Partial derivatives of functions with implicit variables

Question

Consider a function $f(x,y)$ with $x$ being a function of $y$, that is $f(x(y), y)$. I would like to compute the gradient of this function $\nabla f = (\partial_x f, \partial_y f)$. Using the change of derivative formula, $$\frac{\partial}{\partial x} = \frac{\partial y}{\partial x}\frac{\partial}{\partial y}.$$ If we apply this partial derivative to the function $f$, we find $$\frac{\partial}{\partial x}f(x(y),y) = \frac{\partial y}{\partial x}\frac{\partial}{\partial y} f(x(y),y) = \frac{\partial y}{\partial x} \left[\frac{\partial f}{\partial x}\frac{\partial x}{\partial y} + \frac{\partial f}{\partial y} \right] = \frac{\partial f}{\partial x} + \frac{\partial y}{\partial x} \frac{\partial f}{\partial y}, $$ which gives an extra term $\frac{\partial y}{\partial x} \frac{\partial f}{\partial y}$ in addition to $\frac{\partial f}{\partial x}$. Why is there this extra term? Since $x$ is really a function of $y$, is the gradient $$ \nabla f = (\partial_x f, \partial_y f) $$ or $$\nabla f = (\frac{\partial y}{\partial x} \frac{\partial f}{\partial y} + \frac{\partial f}{\partial x}, \frac{\partial f}{\partial y})$$ or even $$\nabla f = (\frac{\partial f}{\partial x}, \frac{\partial f}{\partial y}+\frac{\partial f}{\partial x}\frac{\partial x}{\partial y} ) ?$$

Any help is appreciated.

Answer 1

Let $f:\mathbb R^2\to \mathbb R$ and $g:\mathbb R \to \mathbb R^2$ is given by $g(y) = (h(y),y)$ for some function $h:\mathbb R \to \mathbb R$. Then our goal is to compute the derivative of $f\circ g$. By the chain rule, it is $$f'(g(y))g'(y) = \partial_1 f(g(y))h'(y)+\partial_2f(g(y))$$ , where $$\partial_1 f(g(y)) = \lim_{h\to 0}\frac{f(g(y)+he_1)-f(g(y))}{h}$$ and similarly for $\partial_2 f(g(y))$.

Answer 2

The above answer was posted while I was working on it so I don't have another solution but a few comments around it (too long for actual comment).

Starting with $z=f(x,y)$ and $x=h(y)$ you can just view this as $z=k(y)$ and then calculate $\frac{dz}{dy}=k'(y)$ directly; which will agree with the formula provided in the solution.

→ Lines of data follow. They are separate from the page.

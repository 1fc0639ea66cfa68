use chrono::{DateTime, Local};

/// Extension of every exported clip, independent of the source container
pub const CLIP_EXTENSION: &str = "mp4";

const FORBIDDEN_CHARS: [char; 9] = ['<', '>', ':', '"', '/', '\\', '|', '?', '*'];
const MAX_FILE_NAME_BYTES: usize = 255;
/// Room left for the stem once `.mp4` is appended
const MAX_STEM_BYTES: usize = MAX_FILE_NAME_BYTES - CLIP_EXTENSION.len() - 1;

/// `clip_YYYYMMDD_HHMMSS` for the given wall-clock time
pub fn timestamp_name(now: DateTime<Local>) -> String {
	format!("clip_{}", now.format("%Y%m%d_%H%M%S"))
}

/// Replace forbidden characters with `_`, trim and cap the length.
///
/// The cap is in bytes and lands on a character boundary, so the stem plus its
/// extension fits a 255-byte file name. Returns an empty string when nothing
/// usable is left.
pub fn sanitize_title(title: &str) -> String {
	let replaced: String = title.chars().map(|c| if FORBIDDEN_CHARS.contains(&c) { '_' } else { c }).collect();
	let trimmed = replaced.trim();

	let mut end = trimmed.len().min(MAX_STEM_BYTES);
	while !trimmed.is_char_boundary(end) {
		end -= 1;
	}
	trimmed[..end].trim_end().to_string()
}

/// File stem for a clip: the sanitized title, or a timestamp name when the title is empty.
pub fn clip_file_stem(title: Option<&str>, now: DateTime<Local>) -> String {
	let sanitized = title.map(sanitize_title).unwrap_or_default();
	if sanitized.is_empty() {
		timestamp_name(now)
	} else {
		sanitized
	}
}

/// Encoder timestamp `HH:MM:SS.mmm`.
///
/// Milliseconds are rounded; a fraction that rounds up to a full second carries
/// into the seconds field. Negative and non-finite input is formatted as zero.
#[allow(clippy::cast_possible_truncation, clippy::cast_sign_loss)]
pub fn format_timestamp(seconds: f64) -> String {
	let total_millis = if seconds.is_finite() && seconds > 0.0 { (seconds * 1000.0).round() as u64 } else { 0 };

	let millis = total_millis % 1000;
	let total_secs = total_millis / 1000;
	let hours = total_secs / 3600;
	let minutes = (total_secs % 3600) / 60;
	let secs = total_secs % 60;

	format!("{hours:02}:{minutes:02}:{secs:02}.{millis:03}")
}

For example if $f(x,y)=x^2y$ and $x=h(y)=y^3$ then $k(y)=y^7$ and $k'(y)=7y^6$

Or using the RHS of the above solution we would get:

$k'(y) = \nabla f\cdot g'(y) = \langle\frac{\partial f}{\partial x} ,\frac{\partial f}{\partial y}\rangle\cdot\langle h'(y),1\rangle$

$=\langle 2xy,x^2\rangle\cdot\langle3y^2,1\rangle = (2y^4)(3y^2)+y^6=7y^6$

which shows the actual gradient a little more explicitly.

Finally, this is a special case of the following standard chain rule application:

If $z=f(x,y)$ and $x=u(t), y=v(t)$ then:

$\frac{dz}{dt} = \frac{\partial f}{\partial x}\frac{dx}{dt}+\frac{\partial f}{\partial y}\frac{dy}{dt}$

Setting $x=h(y)$ and $y=t$ yields the original solution and matches the second component in the last gradient in the original post (so correct, just should have been a stand-alone derivative of a function of a single variable not part of a gradient). This further supports the improved notation in the original solution.